- [What the task requires]:
A single number is the answer: the count of lines below that contain "path".
Exercise input START
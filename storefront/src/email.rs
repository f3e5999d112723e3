//! Email service for account notifications and contact-form delivery.
//!
//! Supports an SMTP transport for production and a file transport for
//! development and tests, selected by configuration. Handlers receive the
//! service through [`crate::AppState`], so tests can point it at a temp
//! directory and assert on what was (or was not) written.

use lettre::{
    message::{header::ContentType, Attachment, Mailbox, MultiPart, SinglePart},
    transport::smtp::authentication::Credentials,
    AsyncFileTransport, AsyncSmtpTransport, AsyncTransport, Message, Tokio1Executor,
};
use std::path::Path;

use crate::{config::Config, errors::Error};

/// A file uploaded with a contact-form submission, forwarded as an email
/// attachment.
#[derive(Debug, Clone)]
pub struct ContactAttachment {
    pub filename: String,
    pub content_type: String,
    pub data: Vec<u8>,
}

pub struct EmailService {
    transport: EmailTransport,
    from_email: String,
    from_name: String,
    contact_recipient: String,
    frontend_url: String,
}

enum EmailTransport {
    Smtp(AsyncSmtpTransport<Tokio1Executor>),
    File(AsyncFileTransport<Tokio1Executor>),
}

impl EmailService {
    pub fn new(config: &Config) -> Result<Self, Error> {
        let email_config = &config.email;

        let transport = match &email_config.transport {
            crate::config::EmailTransportConfig::Smtp {
                host,
                port,
                username,
                password,
                use_tls,
            } => {
                if !use_tls {
                    tracing::warn!("SMTP TLS is disabled - this is not recommended for production");
                }

                let smtp_builder = if *use_tls {
                    AsyncSmtpTransport::<Tokio1Executor>::starttls_relay(host)
                } else {
                    Ok(AsyncSmtpTransport::<Tokio1Executor>::builder_dangerous(host))
                }
                .map_err(|e| Error::Internal {
                    operation: format!("create SMTP transport: {e}"),
                })?
                .port(*port)
                .credentials(Credentials::new(username.clone(), password.clone()));

                EmailTransport::Smtp(smtp_builder.build())
            }
            crate::config::EmailTransportConfig::File { path } => {
                // File transport for development/testing
                let emails_dir = Path::new(path);
                if !emails_dir.exists() {
                    std::fs::create_dir_all(emails_dir).map_err(|e| Error::Internal {
                        operation: format!("create emails directory: {e}"),
                    })?;
                }
                EmailTransport::File(AsyncFileTransport::<Tokio1Executor>::new(emails_dir))
            }
        };

        Ok(Self {
            transport,
            from_email: email_config.from_email.clone(),
            from_name: email_config.from_name.clone(),
            contact_recipient: email_config.contact_recipient.clone(),
            frontend_url: config.frontend_url.clone(),
        })
    }

    /// Greet a freshly registered user.
    pub async fn send_welcome_email(&self, to_email: &str, username: &str) -> Result<(), Error> {
        let subject = format!("Welcome to {}", self.from_name);
        let body = self.create_welcome_body(username);
        self.send_html(to_email, Some(username), &subject, &body).await
    }

    /// Send a password reset link. The raw token goes into the link; it is
    /// never logged.
    pub async fn send_password_reset_email(&self, to_email: &str, username: &str, token: &str) -> Result<(), Error> {
        let reset_link = format!("{}/reset-password?token={}", self.frontend_url, token);

        let subject = "Password Reset Request";
        let body = self.create_password_reset_body(username, &reset_link);

        self.send_html(to_email, Some(username), subject, &body).await
    }

    /// Confirm a completed payment to the customer.
    pub async fn send_payment_confirmation(&self, to_email: &str, username: &str, amount: f64) -> Result<(), Error> {
        let subject = "Payment Confirmation";
        let body = self.create_payment_body(username, amount);
        self.send_html(to_email, Some(username), subject, &body).await
    }

    /// Forward a contact-form submission to the configured recipient, with the
    /// visitor's address as reply-to and any uploaded file attached.
    pub async fn send_contact_email(
        &self,
        visitor_name: &str,
        visitor_email: &str,
        subject: &str,
        body_text: &str,
        attachment: Option<ContactAttachment>,
    ) -> Result<(), Error> {
        let from = self.from_mailbox()?;
        let to = self.contact_recipient.parse::<Mailbox>().map_err(|e| Error::Internal {
            operation: format!("parse contact recipient: {e}"),
        })?;
        let reply_to = format!("{visitor_name} <{visitor_email}>")
            .parse::<Mailbox>()
            .map_err(|e| Error::BadRequest {
                message: format!("Invalid email address: {e}"),
            })?;

        let html = self.create_contact_body(visitor_name, visitor_email, body_text);
        let builder = Message::builder()
            .from(from)
            .to(to)
            .reply_to(reply_to)
            .subject(subject.to_string());

        let message = match attachment {
            Some(file) => {
                let content_type = file.content_type.parse::<ContentType>().map_err(|e| Error::BadRequest {
                    message: format!("Invalid attachment content type: {e}"),
                })?;
                let part = Attachment::new(file.filename).body(file.data, content_type);
                builder.multipart(MultiPart::mixed().singlepart(SinglePart::html(html)).singlepart(part))
            }
            None => builder.multipart(MultiPart::mixed().singlepart(SinglePart::html(html))),
        }
        .map_err(|e| Error::Internal {
            operation: format!("build contact email: {e}"),
        })?;

        self.send(message).await
    }

    async fn send_html(&self, to_email: &str, to_name: Option<&str>, subject: &str, body: &str) -> Result<(), Error> {
        let from = self.from_mailbox()?;

        let to = if let Some(name) = to_name {
            format!("{name} <{to_email}>")
        } else {
            to_email.to_string()
        }
        .parse::<Mailbox>()
        .map_err(|e| Error::BadRequest {
            message: format!("Invalid email address: {e}"),
        })?;

        let message = Message::builder()
            .from(from)
            .to(to)
            .subject(subject)
            .header(ContentType::TEXT_HTML)
            .body(body.to_string())
            .map_err(|e| Error::Internal {
                operation: format!("build email message: {e}"),
            })?;

        self.send(message).await
    }

    async fn send(&self, message: Message) -> Result<(), Error> {
        match &self.transport {
            EmailTransport::Smtp(smtp) => {
                smtp.send(message).await.map_err(|e| Error::Internal {
                    operation: format!("send SMTP email: {e}"),
                })?;
            }
            EmailTransport::File(file) => {
                file.send(message).await.map_err(|e| Error::Internal {
                    operation: format!("send file email: {e}"),
                })?;
            }
        }

        Ok(())
    }

    fn from_mailbox(&self) -> Result<Mailbox, Error> {
        format!("{} <{}>", self.from_name, self.from_email)
            .parse::<Mailbox>()
            .map_err(|e| Error::Internal {
                operation: format!("parse from email: {e}"),
            })
    }

    fn create_welcome_body(&self, username: &str) -> String {
        format!(
            r#"<!DOCTYPE html>
<html>
<head>
    <meta charset="utf-8">
    <title>Welcome</title>
    <style>
        body {{ font-family: Arial, sans-serif; line-height: 1.6; color: #333; }}
        .container {{ max-width: 600px; margin: 0 auto; padding: 20px; }}
        .footer {{ margin-top: 30px; font-size: 12px; color: #666; }}
    </style>
</head>
<body>
    <div class="container">
        <h2>Welcome aboard, {username}!</h2>

        <p>Your account has been created. You can sign in and start shopping right away:</p>

        <p><a href="{frontend_url}">Go to the store</a></p>

        <div class="footer">
            <p>This is an automated message, please do not reply to this email.</p>
        </div>
    </div>
</body>
</html>"#,
            frontend_url = self.frontend_url,
        )
    }

    fn create_password_reset_body(&self, username: &str, reset_link: &str) -> String {
        format!(
            r#"<!DOCTYPE html>
<html>
<head>
    <meta charset="utf-8">
    <title>Password Reset Request</title>
    <style>
        body {{ font-family: Arial, sans-serif; line-height: 1.6; color: #333; }}
        .container {{ max-width: 600px; margin: 0 auto; padding: 20px; }}
        .footer {{ margin-top: 30px; font-size: 12px; color: #666; }}
    </style>
</head>
<body>
    <div class="container">
        <h2>Password Reset Request</h2>

        <p>Hello {username},</p>

        <p>We received a request to reset your password. If you didn't make this request, you can safely ignore this email.</p>

        <p>To reset your password, click the link below:</p>

        <p><a href="{reset_link}">Reset your password</a></p>

        <p>Or copy and paste this link into your browser:</p>
        <p>{reset_link}</p>

        <p>This link will expire in 1 hour for security reasons.</p>

        <div class="footer">
            <p>If you're having trouble with the button above, copy and paste the URL into your web browser.</p>
            <p>This is an automated message, please do not reply to this email.</p>
        </div>
    </div>
</body>
</html>"#
        )
    }

    fn create_payment_body(&self, username: &str, amount: f64) -> String {
        format!(
            r#"<!DOCTYPE html>
<html>
<head>
    <meta charset="utf-8">
    <title>Payment Confirmation</title>
    <style>
        body {{ font-family: Arial, sans-serif; line-height: 1.6; color: #333; }}
        .container {{ max-width: 600px; margin: 0 auto; padding: 20px; }}
        .footer {{ margin-top: 30px; font-size: 12px; color: #666; }}
    </style>
</head>
<body>
    <div class="container">
        <h2>Payment Received</h2>

        <p>Hello {username},</p>

        <p>We have received your payment of <strong>${amount:.2}</strong>. Thank you for your order!</p>

        <div class="footer">
            <p>This is an automated message, please do not reply to this email.</p>
        </div>
    </div>
</body>
</html>"#
        )
    }

    fn create_contact_body(&self, visitor_name: &str, visitor_email: &str, message: &str) -> String {
        format!(
            r#"<!DOCTYPE html>
<html>
<head>
    <meta charset="utf-8">
    <title>Contact Form Submission</title>
</head>
<body>
    <h2>New contact form submission</h2>
    <p><strong>From:</strong> {visitor_name} ({visitor_email})</p>
    <p>{message}</p>
</body>
</html>"#
        )
    }
}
Exercise input END
- [Answer for this exercise]:
3